• **Exercise material**
Start of Block
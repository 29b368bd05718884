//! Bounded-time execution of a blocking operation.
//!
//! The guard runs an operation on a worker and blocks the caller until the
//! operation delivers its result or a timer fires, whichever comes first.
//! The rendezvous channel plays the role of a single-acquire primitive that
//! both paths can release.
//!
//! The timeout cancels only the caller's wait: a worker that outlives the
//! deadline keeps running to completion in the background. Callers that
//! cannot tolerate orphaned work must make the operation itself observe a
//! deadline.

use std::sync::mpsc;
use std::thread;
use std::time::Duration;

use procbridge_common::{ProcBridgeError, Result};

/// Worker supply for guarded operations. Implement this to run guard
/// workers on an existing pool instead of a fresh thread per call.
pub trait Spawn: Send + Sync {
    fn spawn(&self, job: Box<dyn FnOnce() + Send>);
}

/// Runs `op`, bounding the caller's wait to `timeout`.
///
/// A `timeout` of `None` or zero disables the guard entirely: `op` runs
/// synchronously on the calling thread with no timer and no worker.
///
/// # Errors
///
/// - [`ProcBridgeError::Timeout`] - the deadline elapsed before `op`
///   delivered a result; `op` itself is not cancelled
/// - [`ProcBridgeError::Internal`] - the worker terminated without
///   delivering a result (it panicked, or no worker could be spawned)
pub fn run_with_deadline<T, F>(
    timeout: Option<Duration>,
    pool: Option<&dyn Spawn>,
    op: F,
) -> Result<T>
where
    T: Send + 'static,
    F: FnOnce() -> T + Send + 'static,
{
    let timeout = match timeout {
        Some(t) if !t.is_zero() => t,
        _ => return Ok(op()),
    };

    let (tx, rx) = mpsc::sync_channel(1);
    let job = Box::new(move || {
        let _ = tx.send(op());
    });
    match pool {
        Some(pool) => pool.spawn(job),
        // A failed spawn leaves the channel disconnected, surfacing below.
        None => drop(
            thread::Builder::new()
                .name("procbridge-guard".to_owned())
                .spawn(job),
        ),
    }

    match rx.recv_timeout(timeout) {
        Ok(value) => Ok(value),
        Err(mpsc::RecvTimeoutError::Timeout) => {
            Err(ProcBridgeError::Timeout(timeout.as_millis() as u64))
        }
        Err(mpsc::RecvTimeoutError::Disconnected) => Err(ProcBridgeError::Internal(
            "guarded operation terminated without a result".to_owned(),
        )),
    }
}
End of Block
Start of Block
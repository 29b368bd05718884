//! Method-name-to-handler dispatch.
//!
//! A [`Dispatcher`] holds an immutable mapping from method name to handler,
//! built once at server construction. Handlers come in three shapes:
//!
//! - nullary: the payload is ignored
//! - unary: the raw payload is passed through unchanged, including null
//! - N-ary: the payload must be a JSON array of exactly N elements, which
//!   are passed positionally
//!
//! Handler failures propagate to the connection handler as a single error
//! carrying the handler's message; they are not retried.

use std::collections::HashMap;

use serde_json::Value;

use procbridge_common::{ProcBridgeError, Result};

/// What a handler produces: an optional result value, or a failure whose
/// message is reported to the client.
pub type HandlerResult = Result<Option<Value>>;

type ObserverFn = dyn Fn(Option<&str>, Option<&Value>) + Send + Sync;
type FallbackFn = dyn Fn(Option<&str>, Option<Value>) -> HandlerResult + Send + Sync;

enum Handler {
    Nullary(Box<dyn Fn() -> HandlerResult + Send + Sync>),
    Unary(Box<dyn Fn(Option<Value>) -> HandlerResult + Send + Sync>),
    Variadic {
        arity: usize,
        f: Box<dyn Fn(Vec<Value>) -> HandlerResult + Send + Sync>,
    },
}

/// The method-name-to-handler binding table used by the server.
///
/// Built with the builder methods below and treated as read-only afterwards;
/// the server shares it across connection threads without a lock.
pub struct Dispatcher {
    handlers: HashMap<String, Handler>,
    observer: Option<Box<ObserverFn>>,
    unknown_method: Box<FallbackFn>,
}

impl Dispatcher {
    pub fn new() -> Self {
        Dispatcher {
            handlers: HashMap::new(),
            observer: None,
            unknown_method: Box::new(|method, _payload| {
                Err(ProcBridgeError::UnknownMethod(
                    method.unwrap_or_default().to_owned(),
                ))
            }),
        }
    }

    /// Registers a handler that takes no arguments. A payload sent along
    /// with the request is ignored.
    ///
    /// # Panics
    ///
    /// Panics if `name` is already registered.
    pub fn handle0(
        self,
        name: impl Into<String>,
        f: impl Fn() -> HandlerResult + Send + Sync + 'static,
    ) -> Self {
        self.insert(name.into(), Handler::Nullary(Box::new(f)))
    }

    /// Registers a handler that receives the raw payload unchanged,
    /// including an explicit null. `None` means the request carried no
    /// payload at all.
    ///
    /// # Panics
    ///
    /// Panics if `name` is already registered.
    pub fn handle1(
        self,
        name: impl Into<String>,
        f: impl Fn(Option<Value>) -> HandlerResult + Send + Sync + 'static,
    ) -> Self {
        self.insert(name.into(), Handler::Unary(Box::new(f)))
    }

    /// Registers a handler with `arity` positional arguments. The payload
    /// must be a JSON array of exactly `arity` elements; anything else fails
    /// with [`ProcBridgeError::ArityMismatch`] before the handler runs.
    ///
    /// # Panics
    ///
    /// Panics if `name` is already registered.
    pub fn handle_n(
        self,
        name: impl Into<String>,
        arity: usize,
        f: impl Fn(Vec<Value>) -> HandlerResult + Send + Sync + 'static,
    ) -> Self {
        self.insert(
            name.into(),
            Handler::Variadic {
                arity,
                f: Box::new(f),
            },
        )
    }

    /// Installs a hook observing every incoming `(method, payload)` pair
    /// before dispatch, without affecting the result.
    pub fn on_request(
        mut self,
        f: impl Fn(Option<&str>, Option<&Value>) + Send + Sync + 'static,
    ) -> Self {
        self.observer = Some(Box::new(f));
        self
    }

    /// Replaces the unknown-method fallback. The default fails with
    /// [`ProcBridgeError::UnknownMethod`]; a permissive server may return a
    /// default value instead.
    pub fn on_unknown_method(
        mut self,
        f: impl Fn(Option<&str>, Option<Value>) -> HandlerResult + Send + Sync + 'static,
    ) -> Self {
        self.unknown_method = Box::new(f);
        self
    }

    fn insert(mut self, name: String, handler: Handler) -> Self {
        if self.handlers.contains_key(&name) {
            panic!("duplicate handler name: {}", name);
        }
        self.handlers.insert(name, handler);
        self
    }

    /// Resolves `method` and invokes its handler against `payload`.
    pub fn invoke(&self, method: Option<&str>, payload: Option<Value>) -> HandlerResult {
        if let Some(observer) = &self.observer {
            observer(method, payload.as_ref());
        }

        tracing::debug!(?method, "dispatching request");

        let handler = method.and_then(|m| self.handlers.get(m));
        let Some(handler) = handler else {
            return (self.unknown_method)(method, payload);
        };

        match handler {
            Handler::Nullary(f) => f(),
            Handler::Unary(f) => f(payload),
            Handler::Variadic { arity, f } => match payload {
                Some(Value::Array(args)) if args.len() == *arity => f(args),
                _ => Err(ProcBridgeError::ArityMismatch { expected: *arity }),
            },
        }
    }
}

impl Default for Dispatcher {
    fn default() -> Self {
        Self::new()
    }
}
End of Block
• **Instructions to follow**
Show each line of the material where the word "connection" occurs.

• **Exercise result**
//! Handler failures propagate to the connection handler as a single error
/// the server shares it across connection threads without a lock.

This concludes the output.